Given the fact that we still practice various forms of discrimination, there is no pretense that our democracy is pure or complete. Still, it should be good enough to protect us from one-man rule. The voice of the people, guaranteed by the Constitution, underscored by the Bill of Rights and exercised through Congress, is supposed to protect us from arbitrary decisions affecting life, liberty and the pursuit of happiness.

But reality, as the shooting war gets underway in the Persian Gulf, is something different. We may have been kidding ourselves about democracy. The decisions that took the United States into war -- a conflict that could alter the global economy and America's place in it -- have been made primarily by one man, the president of the United States.

Nothing said here is intended to forgive or condone the brutal nature of Saddam Hussein's invasion of Kuwait. The civilized world, led by President Bush, responded to that unconscionable act in a proper way.

It immediately blocked Saddam from sweeping up Saudi Arabia as well, which would have given him a stranglehold on the world's oil supplies. The United Nations launched an embargo on Iraqi oil, put trade sanctions into effect that crushed Saddam's economic lifelines and demanded that he get out of Kuwait.

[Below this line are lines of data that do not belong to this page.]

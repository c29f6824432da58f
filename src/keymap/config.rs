//! Keys file reading and writing
//!
//! The keys file is line oriented:
//!
//! ```text
//! # comment
//! generic-quit  q Q
//! generic-help  UNDEFINED
//! ```
//!
//! Loading is permissive. Unknown actions, key names that resolve to no
//! typable key and conflicting keys are collected in a [`LoadReport`] instead
//! of failing.

use std::fmt;
use std::fs;
use std::io::{self, BufRead, BufReader, Write};
use std::path::Path;

use super::command::VirtualKey;
use super::keymap::{BindError, Conflict, FillError, Keymap, UNDEFINED};

/// Comment block written at the top of every keys file
const HEADER: &str = "#
# Keys configuration file
#
# In this file the keybindings of the interactive interface are defined.
# It is generated automatically and is maintained via the key
# configuration menu of the interactive user interface. It should not
# be edited directly.
";

fn write_header<W: Write>(w: &mut W) -> io::Result<()> {
    writeln!(w, "{}", HEADER)
}

/// Write the built-in default bindings, one action per line
pub fn dump_defaults<W: Write>(w: &mut W) -> io::Result<()> {
    write_header(w)?;
    for vkey in VirtualKey::ALL {
        writeln!(w, "{}  {}", vkey.label(), vkey.default_binding())?;
    }
    Ok(())
}

/// Write the default keys file to `path`
pub fn dump_defaults_file(path: &Path) -> Result<(), KeymapError> {
    let mut file = fs::File::create(path)
        .map_err(|e| KeymapError::IoError(format!("{}: {}", path.display(), e)))?;
    dump_defaults(&mut file).map_err(|e| KeymapError::IoError(e.to_string()))?;
    tracing::info!("Wrote default keys to {}", path.display());
    Ok(())
}

/// What went wrong on one line of a keys file
#[derive(Debug, Clone, PartialEq, Eq)]
pub enum LoadIssueKind {
    /// The first word is not the label of any action
    UnknownAction(String),
    /// An action line lists no keys at all
    NoKeys(VirtualKey),
    /// A key name that stands for no key that can be typed
    UnknownKey { action: VirtualKey, name: String },
    /// A key is already bound to another action
    Conflict { action: VirtualKey, conflict: Conflict },
}

/// A problem found while loading, with its 1-based line number
#[derive(Debug, Clone, PartialEq, Eq)]
pub struct LoadIssue {
    pub line: usize,
    pub kind: LoadIssueKind,
}

impl fmt::Display for LoadIssue {
    fn fmt(&self, f: &mut fmt::Formatter<'_>) -> fmt::Result {
        write!(f, "line {}: ", self.line)?;
        match &self.kind {
            LoadIssueKind::UnknownAction(label) => write!(f, "unknown action '{}'", label),
            LoadIssueKind::NoKeys(action) => write!(f, "no keys given for {}", action),
            LoadIssueKind::UnknownKey { action, name } => {
                write!(f, "unknown key '{}' for {}", name, action)
            }
            LoadIssueKind::Conflict { action, conflict } => {
                write!(f, "cannot bind to {}: {}", action, conflict)
            }
        }
    }
}

/// Summary of a load
#[derive(Debug, Clone, Default, PartialEq, Eq)]
pub struct LoadReport {
    /// Keys successfully bound
    pub assigned: usize,
    pub issues: Vec<LoadIssue>,
    /// Set when the loaded bindings took a key some missing action needs by
    /// default; the file was then discarded in favour of the defaults
    pub rejected: Option<FillError>,
}

impl LoadReport {
    pub fn is_clean(&self) -> bool {
        self.issues.is_empty() && self.rejected.is_none()
    }
}

/// Errors that can occur when reading or writing keys files
#[derive(Debug, Clone)]
pub enum KeymapError {
    IoError(String),
    /// The built-in defaults contradict each other
    Defaults(FillError),
}

impl fmt::Display for KeymapError {
    fn fmt(&self, f: &mut fmt::Formatter<'_>) -> fmt::Result {
        match self {
            KeymapError::IoError(e) => write!(f, "IO error: {}", e),
            KeymapError::Defaults(e) => write!(f, "Corrupt default keys: {}", e),
        }
    }
}

impl std::error::Error for KeymapError {}

impl From<FillError> for KeymapError {
    fn from(e: FillError) -> Self {
        KeymapError::Defaults(e)
    }
}

fn log_issues(report: &LoadReport) {
    for issue in &report.issues {
        tracing::warn!("Keys file {}", issue);
    }
}

impl Keymap {
    /// Write the live bindings, one action per line
    ///
    /// Explicitly unbound actions are written as `UNDEFINED`; missing actions
    /// are left out so they stay missing when the file is read back.
    pub fn save<W: Write>(&self, w: &mut W) -> io::Result<()> {
        write_header(w)?;
        for vkey in VirtualKey::ALL {
            if self.is_missing(vkey) {
                continue;
            }
            let keys = self.all_keys(vkey);
            writeln!(w, "{}  {}", vkey.label(), keys)?;
        }
        Ok(())
    }

    /// Write the live bindings to `path`
    pub fn save_file(&self, path: &Path) -> Result<(), KeymapError> {
        let mut buf = Vec::new();
        self.save(&mut buf)
            .map_err(|e| KeymapError::IoError(e.to_string()))?;
        fs::write(path, buf)
            .map_err(|e| KeymapError::IoError(format!("{}: {}", path.display(), e)))?;
        tracing::info!("Saved keys to {}", path.display());
        Ok(())
    }

    /// Whether any action was explicitly left without keys
    pub fn check_undefined(&self) -> bool {
        VirtualKey::ALL.iter().any(|&vkey| self.is_undefined(vkey))
    }

    /// Whether any action was never configured
    ///
    /// A loaded keymap with missing actions must go through `fill_missing`
    /// before use.
    pub fn check_missing(&self) -> bool {
        VirtualKey::ALL.iter().any(|&vkey| self.is_missing(vkey))
    }

    /// Whether `fill_missing` would succeed, leaving this keymap untouched
    pub fn check_fill(&self) -> Result<usize, FillError> {
        self.clone().fill_missing()
    }

    /// Load bindings from keys-file lines into this keymap
    pub fn load<R: BufRead>(&mut self, reader: R) -> io::Result<LoadReport> {
        let mut report = LoadReport::default();
        for (idx, line) in reader.lines().enumerate() {
            self.load_line(idx + 1, &line?, &mut report);
        }
        log_issues(&report);
        Ok(report)
    }

    /// Load bindings from a string holding a whole keys file
    pub fn load_str(&mut self, content: &str) -> LoadReport {
        let mut report = LoadReport::default();
        for (idx, line) in content.lines().enumerate() {
            self.load_line(idx + 1, line, &mut report);
        }
        log_issues(&report);
        report
    }

    fn load_line(&mut self, line_no: usize, line: &str, report: &mut LoadReport) {
        let line = line.trim();
        if line.is_empty() || line.starts_with('#') {
            return;
        }

        let mut words = line.split_whitespace();
        let Some(label) = words.next() else {
            return;
        };
        let Ok(action) = label.parse::<VirtualKey>() else {
            report.issues.push(LoadIssue {
                line: line_no,
                kind: LoadIssueKind::UnknownAction(label.to_string()),
            });
            return;
        };

        let mut any = false;
        for name in words {
            any = true;
            if name == UNDEFINED {
                self.mark_undefined(action);
                continue;
            }
            let key = self.code_of(name);
            let kind = match self.assign(key, action) {
                Ok(()) => {
                    report.assigned += 1;
                    continue;
                }
                Err(BindError::Unnamed(_)) => LoadIssueKind::UnknownKey {
                    action,
                    name: name.to_string(),
                },
                Err(BindError::Conflict(conflict)) => LoadIssueKind::Conflict { action, conflict },
            };
            report.issues.push(LoadIssue {
                line: line_no,
                kind,
            });
        }

        if !any {
            report.issues.push(LoadIssue {
                line: line_no,
                kind: LoadIssueKind::NoKeys(action),
            });
        }
    }

    /// Load bindings from the keys file at `path`
    pub fn load_file(&mut self, path: &Path) -> Result<LoadReport, KeymapError> {
        let file = fs::File::open(path)
            .map_err(|e| KeymapError::IoError(format!("{}: {}", path.display(), e)))?;
        let report = self
            .load(BufReader::new(file))
            .map_err(|e| KeymapError::IoError(format!("{}: {}", path.display(), e)))?;
        tracing::info!(
            "Loaded keys from {} ({} keys, {} issues)",
            path.display(),
            report.assigned,
            report.issues.len()
        );
        Ok(report)
    }

    /// Build the keymap used at startup
    ///
    /// Writes the default keys file on first run (failure to create it is an
    /// error), then loads it. If the file cannot be read, or its bindings
    /// take keys that missing actions need by default, the defaults are used
    /// instead. Missing actions always receive their defaults. Only a conflict
    /// inside the built-in defaults is an error.
    pub fn load_or_create(path: &Path) -> Result<(Keymap, LoadReport), KeymapError> {
        if !path.exists() {
            if let Some(parent) = path.parent() {
                fs::create_dir_all(parent).map_err(|e| {
                    KeymapError::IoError(format!("{}: {}", parent.display(), e))
                })?;
            }
            dump_defaults_file(path)?;
        }

        let mut keymap = Keymap::new();
        let mut report = match keymap.load_file(path) {
            Ok(report) => report,
            Err(e) => {
                tracing::warn!("Failed to load keys ({}), using defaults", e);
                return Ok((Keymap::with_defaults()?, LoadReport::default()));
            }
        };

        if let Err(e) = keymap.fill_missing() {
            tracing::warn!(
                "Keys in {} clash with the defaults ({}), using defaults",
                path.display(),
                e
            );
            report.rejected = Some(e);
            keymap = Keymap::with_defaults()?;
        }
        Ok((keymap, report))
    }
}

It was a correct, effective and totally moral response -- one in which citizens can take pride. Bush got -- and deserved -- the principal credit for fashioning an international network of containment against Saddam.

But then Bush unilaterally changed the strategy immediately after the November election and, in doing so, irrevocably set the nation on a course toward war when he doubled the commitment of American troops. To this day, Bush has never explained why he shifted from a defensive to an offensive stance.

There was no evidence that Saddam's ability to affect the world economy had changed overnight. In fact, the global supply of oil was augmented so quickly by the Saudis that the initial, panicky spike in prices had abated. Nor did anyone say that our troops already there were in jeopardy and needed support.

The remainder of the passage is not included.